Mitten Masterkey: Week 9
(Rachel Leggett/Mitten Football)

Week 9 is a doozy. 

Aside from the obvious rivalry showdown ending the day, Eastern Michigan is fighting to keep its bowl chances alive, Central Michigan has homecoming and Western Michigan travels to playing a showdown featuring two of the three teams yet to lose in MAC play. 

And yes, Michigan and Michigan State are duking it out for Paul Bunyan. 

Mitten Football will be at…

One guess. Yep: Spartan Stadium. 

The schedule and TV assignments

All games are Saturday this week.

Noon — Eastern Michigan vs. Ohio, CBSSN
3:30 — Central Michigan vs. UMass, ESPN+ streaming
3:30 — Western Michigan at Miami (OH), ESPN+ streaming
7:30 — Michigan State vs. Michigan, NBC/Peacock streaming

And for the uninitiated, this master schedule absolutely rocks (just be aware times are central).
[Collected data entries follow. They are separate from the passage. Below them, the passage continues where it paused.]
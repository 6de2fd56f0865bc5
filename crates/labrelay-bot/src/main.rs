//! labrelay binary.
//!
//! ```bash
//! labrelay --config config.json -v
//! ```

use std::path::{Path, PathBuf};
use std::sync::Arc;

use clap::Parser;
use labrelay_bot::{BotError, CommandRouter, CommandSettings, RelayBot, SessionResolver};
use labrelay_core::{AppConfig, CONFIG_ENV, DEFAULT_CONFIG_FILE};
use labrelay_gitlab::GitlabConnector;
use labrelay_matrix::MatrixClient;
use labrelay_persistence::CredentialStore;
use labrelay_webhook::{RenderOptions, WebhookState};
use tokio::net::TcpListener;
use tracing::{error, info};
use tracing_subscriber::EnvFilter;

/// labrelay - GitLab commands and notifications for Matrix rooms
#[derive(Parser, Debug)]
#[command(name = "labrelay")]
#[command(version)]
#[command(about = "Relay between GitLab and Matrix rooms")]
struct Args {
    /// Configuration document
    #[arg(short, long, env = CONFIG_ENV, default_value = DEFAULT_CONFIG_FILE)]
    config: PathBuf,

    /// Verbose logging (-v, -vv, -vvv)
    #[arg(short, long, action = clap::ArgAction::Count)]
    verbose: u8,
}

fn init_logging(verbose: u8) {
    let fallback = match verbose {
        0 => "labrelay=info,labrelay_bot=info,labrelay_webhook=info,labrelay_matrix=warn,labrelay_gitlab=warn",
        1 => "labrelay=debug,labrelay_bot=debug,labrelay_webhook=debug,labrelay_matrix=info,labrelay_gitlab=info,tower_http=info",
        2 => "labrelay=trace,labrelay_bot=trace,labrelay_webhook=trace,labrelay_matrix=debug,labrelay_gitlab=debug,labrelay_persistence=debug,labrelay_core=debug,tower_http=debug",
        _ => "trace",
    };
    let filter = EnvFilter::try_from_default_env()
        .or_else(|_| EnvFilter::try_new(fallback))
        .unwrap_or_else(|_| EnvFilter::new("info"));

    tracing_subscriber::fmt().with_env_filter(filter).init();
}

/// Loads, overrides and validates the configuration.
fn load_config(path: &Path) -> Result<AppConfig, BotError> {
    let mut config = AppConfig::load(path)?;
    config.apply_env_overrides();
    config.validate()?;
    Ok(config)
}

/// Logs into Matrix, reusing the stored access token when there is one.
///
/// A token obtained by password login is written back to the configuration.
async fn connect_matrix(config: &mut AppConfig, path: &Path) -> Result<MatrixClient, BotError> {
    let matrix = &config.matrix;
    if matrix.auth_token.is_empty() {
        let login = MatrixClient::login(
            &matrix.homeserver,
            &matrix.username,
            &matrix.password,
            &matrix.device_id,
        )
        .await?;
        config.matrix.auth_token = login.access_token;
        if !login.device_id.is_empty() {
            config.matrix.device_id = login.device_id;
        }

        // Environment overrides stay out of the file.
        let mut stored = AppConfig::load(path)?;
        stored.matrix.auth_token = config.matrix.auth_token.clone();
        stored.matrix.device_id = config.matrix.device_id.clone();
        stored.save(path)?;
        info!(path = %path.display(), "Stored Matrix access token");
    }

    let client = MatrixClient::connect(&config.matrix.homeserver, &config.matrix.auth_token)
        .await?
        .with_notices(config.options.send_as_notice);
    Ok(client)
}

async fn run(args: Args) -> Result<(), BotError> {
    let mut config = load_config(&args.config)?;

    let gitlab = Arc::new(GitlabConnector::new(&config.gitlab.domain)?);
    let store = Arc::new(CredentialStore::load(config.tokens.clone())?);
    info!(gitlab = %config.gitlab.domain, "Using GitLab instance");

    let matrix = Arc::new(connect_matrix(&mut config, &args.config).await?);
    info!(user_id = %matrix.user_id(), "Connected to Matrix");

    let listener = TcpListener::bind(config.listen_addr()?).await?;
    info!(
        addr = %config.webhook.listen,
        path = %config.webhook.path,
        "Webhook listener bound"
    );
    let webhook_state = WebhookState::new(
        matrix.clone(),
        &config.webhook.secret,
        RenderOptions {
            irc_compatibility: config.options.irc_compatibility,
        },
    );
    let webhook_path = config.webhook.path.clone();
    let webhook = tokio::spawn(async move {
        labrelay_webhook::serve(listener, &webhook_path, webhook_state).await
    });

    let router = CommandRouter::new(
        SessionResolver::new(store, gitlab),
        CommandSettings::from(&config.options),
    );
    let bot = RelayBot::new(matrix, router);

    tokio::select! {
        result = bot.run() => result?,
        result = webhook => match result {
            Ok(served) => served?,
            Err(e) => error!(error = %e, "Webhook task panicked"),
        },
        _ = tokio::signal::ctrl_c() => info!("Shutting down"),
    }
    Ok(())
}

#[tokio::main]
async fn main() -> Result<(), Box<dyn std::error::Error>> {
    // .env only fills in variables that are not set yet
    let _ = dotenvy::dotenv();

    let args = Args::parse();
    init_logging(args.verbose);

    if let Err(e) = run(args).await {
        error!(error = %e, "labrelay stopped");
        return Err(e.into());
    }
    Ok(())
}
//! `issue` sub-commands.

use labrelay_core::{escape_html, join_names};
use labrelay_gitlab::{GitlabApi, GitlabError, IssueStateEvent, NewIssue, Note, Page};
use tracing::debug;

use super::{optional_number, CommandContext, Reply};

const DEFAULT_COMMENT_COUNT: u32 = 5;
const MAX_COMMENT_COUNT: u32 = 100;
const NOT_FOUND: &str = "Issue or repository not found.";

/// Second-level verbs of the `issue` command.
#[derive(Debug, Clone, Copy, PartialEq, Eq)]
pub enum IssueVerb {
    Read,
    Create,
    Close,
    Reopen,
    Comment,
    Comments,
}

impl IssueVerb {
    const NAMES: [(&'static str, IssueVerb); 10] = [
        ("read", IssueVerb::Read),
        ("show", IssueVerb::Read),
        ("view", IssueVerb::Read),
        ("create", IssueVerb::Create),
        ("open", IssueVerb::Create),
        ("close", IssueVerb::Close),
        ("reopen", IssueVerb::Reopen),
        ("comment", IssueVerb::Comment),
        ("comments", IssueVerb::Comments),
        ("read-comments", IssueVerb::Comments),
    ];

    pub fn from_name(name: &str) -> Option<Self> {
        Self::NAMES
            .iter()
            .find(|(alias, _)| alias.eq_ignore_ascii_case(name))
            .map(|(_, verb)| *verb)
    }
}

pub(crate) fn help(ctx: &CommandContext<'_>) -> Reply {
    let prefix = ctx.prefix();
    Reply::html(format!(
        "<pre>\n\
Usage: {prefix} issue &lt;command&gt; ...\n\
- read &lt;repo&gt; &lt;id&gt;                    - Show an issue. Aliases: show, view.\n\
- create &lt;repo&gt; &lt;title&gt;\\n[body]         - Create an issue. Alias: open.\n\
- close &lt;repo&gt; &lt;id&gt;                   - Close an issue.\n\
- reopen &lt;repo&gt; &lt;id&gt;                  - Reopen a closed issue.\n\
- comment &lt;repo&gt; &lt;id&gt; &lt;text&gt;          - Comment on an issue.\n\
- read-comments &lt;repo&gt; &lt;id&gt; [n] [page] - Read the comments of an issue. Alias: comments.\n\
</pre>"
    ))
}

fn unknown_issue_command(ctx: &CommandContext<'_>) -> Reply {
    Reply::html(format!(
        "Unknown issue command. Type <code>{} help issue</code> for help.",
        ctx.prefix()
    ))
}

/// Issue number as typed by the user: `7` or `#7`.
fn parse_iid(arg: &str) -> Option<u64> {
    arg.strip_prefix('#')
        .unwrap_or(arg)
        .parse::<u64>()
        .ok()
        .filter(|iid| *iid > 0)
}

/// `None` when the command succeeded silently.
pub(crate) async fn dispatch(ctx: &CommandContext<'_>, api: &dyn GitlabApi) -> Option<Reply> {
    let Some(name) = ctx.args.first() else {
        return Some(help(ctx));
    };
    let Some(verb) = IssueVerb::from_name(name) else {
        debug!(sub_verb = %name, "Unknown issue command");
        return Some(unknown_issue_command(ctx));
    };

    let ctx = ctx.shifted();
    match verb {
        IssueVerb::Read => Some(read(&ctx, api).await),
        IssueVerb::Create => create(&ctx, api).await,
        IssueVerb::Close => set_state(&ctx, api, IssueStateEvent::Close, "close").await,
        IssueVerb::Reopen => set_state(&ctx, api, IssueStateEvent::Reopen, "reopen").await,
        IssueVerb::Comment => comment(&ctx, api).await,
        IssueVerb::Comments => Some(comments(&ctx, api).await),
    }
}

/// Reply for a failed read: 404 gets its own message.
fn read_error(e: GitlabError) -> Reply {
    if e.is_not_found() {
        Reply::text(NOT_FOUND)
    } else {
        Reply::text(format!("An error occurred: {}", e))
    }
}

async fn read(ctx: &CommandContext<'_>, api: &dyn GitlabApi) -> Reply {
    let usage = || ctx.usage("issue read &lt;repo&gt; &lt;id&gt;");
    let [repo, id, ..] = ctx.args else {
        return usage();
    };
    let Some(iid) = parse_iid(id) else {
        return usage();
    };

    let issue = match api.get_issue(repo, iid).await {
        Ok(issue) => issue,
        Err(e) => return read_error(e),
    };

    let mut html = format!(
        "Issue #{} by {}: <a href='{}'>{}</a><br/>\n",
        issue.iid,
        escape_html(&issue.author.name),
        escape_html(&issue.web_url),
        escape_html(&issue.title)
    );
    let assignees: Vec<String> = issue
        .assignees
        .iter()
        .map(|assignee| escape_html(&assignee.name))
        .collect();
    if !assignees.is_empty() {
        html.push_str(&format!("Assigned to {}.<br/>\n", join_names(&assignees)));
    }
    if let Some(description) = issue.description.as_deref().map(str::trim) {
        if !description.is_empty() {
            html.push_str(&format!(
                "<blockquote>{}</blockquote>",
                escape_html(description).replace('\n', "<br/>")
            ));
        }
    }
    Reply::html(html)
}

async fn create(ctx: &CommandContext<'_>, api: &dyn GitlabApi) -> Option<Reply> {
    let [repo, title @ ..] = ctx.args else {
        return Some(ctx.usage("issue create &lt;repo&gt; &lt;title&gt;\\n[body]"));
    };
    if title.is_empty() {
        return Some(ctx.usage("issue create &lt;repo&gt; &lt;title&gt;\\n[body]"));
    }

    let issue = NewIssue {
        title: title.join(" "),
        description: ctx.body.join("\n"),
    };
    match api.create_issue(repo, &issue).await {
        Ok(_) => None,
        Err(e) => Some(Reply::text(format!("Failed to create issue: {}", e))),
    }
}

async fn set_state(
    ctx: &CommandContext<'_>,
    api: &dyn GitlabApi,
    event: IssueStateEvent,
    name: &str,
) -> Option<Reply> {
    let [repo, id, ..] = ctx.args else {
        return Some(ctx.usage(&format!("issue {} &lt;repo&gt; &lt;id&gt;", name)));
    };
    let Some(iid) = parse_iid(id) else {
        return Some(ctx.usage(&format!("issue {} &lt;repo&gt; &lt;id&gt;", name)));
    };

    match api.update_issue_state(repo, iid, event).await {
        Ok(_) => None,
        Err(e) if e.is_not_found() => Some(Reply::text(NOT_FOUND)),
        Err(e) => Some(Reply::text(format!("Failed to {} issue: {}", name, e))),
    }
}

async fn comment(ctx: &CommandContext<'_>, api: &dyn GitlabApi) -> Option<Reply> {
    let usage = || Some(ctx.usage("issue comment &lt;repo&gt; &lt;id&gt; &lt;text&gt;"));
    let [repo, id, inline @ ..] = ctx.args else {
        return usage();
    };
    let Some(iid) = parse_iid(id) else {
        return usage();
    };

    let mut body = inline.join(" ");
    for line in ctx.body {
        if !body.is_empty() {
            body.push('\n');
        }
        body.push_str(line);
    }
    if body.trim().is_empty() {
        return usage();
    }

    match api.create_issue_note(repo, iid, &body).await {
        Ok(_) => None,
        Err(e) if e.is_not_found() => Some(Reply::text(NOT_FOUND)),
        Err(e) => Some(Reply::text(format!("Failed to comment on issue: {}", e))),
    }
}

fn render_note(ctx: &CommandContext<'_>, note: &Note) -> String {
    format!(
        "<b>{}</b> at {}:<blockquote>{}</blockquote>",
        escape_html(&note.author.name),
        ctx.format_time(&note.created_at),
        escape_html(note.body.trim()).replace('\n', "<br/>")
    )
}

async fn comments(ctx: &CommandContext<'_>, api: &dyn GitlabApi) -> Reply {
    let usage = || ctx.usage("issue read-comments &lt;repo&gt; &lt;id&gt; [n] [page]");
    let [repo, id, ..] = ctx.args else {
        return usage();
    };
    let (Some(iid), Ok(count), Ok(page)) = (
        parse_iid(id),
        optional_number(ctx.args, 2, DEFAULT_COMMENT_COUNT),
        optional_number(ctx.args, 3, 1),
    ) else {
        return usage();
    };

    let notes = match api
        .list_issue_notes(repo, iid, Page::new(page, count.min(MAX_COMMENT_COUNT)))
        .await
    {
        Ok(notes) => notes,
        Err(e) => return read_error(e),
    };
    if notes.is_empty() {
        return Reply::text("No comments.");
    }

    // Newest first from the API, oldest first in the room.
    let blocks: Vec<String> = notes
        .iter()
        .rev()
        .map(|note| render_note(ctx, note))
        .collect();
    Reply::html(blocks.join("\n"))
}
Pregame, halftime reading from Mitten Football and others

Picks and preview

Check them out here with longer previews, but for a brief version (scores not included):

Ohio over Eastern Michigan
Central Michigan over UMass
Western Michigan over Miami (OH)
Michigan over Michigan State

A freshman to watch: Bryce Underwood, Michigan QB

The true freshman quarterback is coming off his best game as a passer in college and now gets what will be the toughest environment of his young career. Playing at Oklahoma and Nebraska is hard, surely, but neither of those crowds will have the pure venom that the Spartan Stadium crowd will for the Wolverines. It’s a different beast.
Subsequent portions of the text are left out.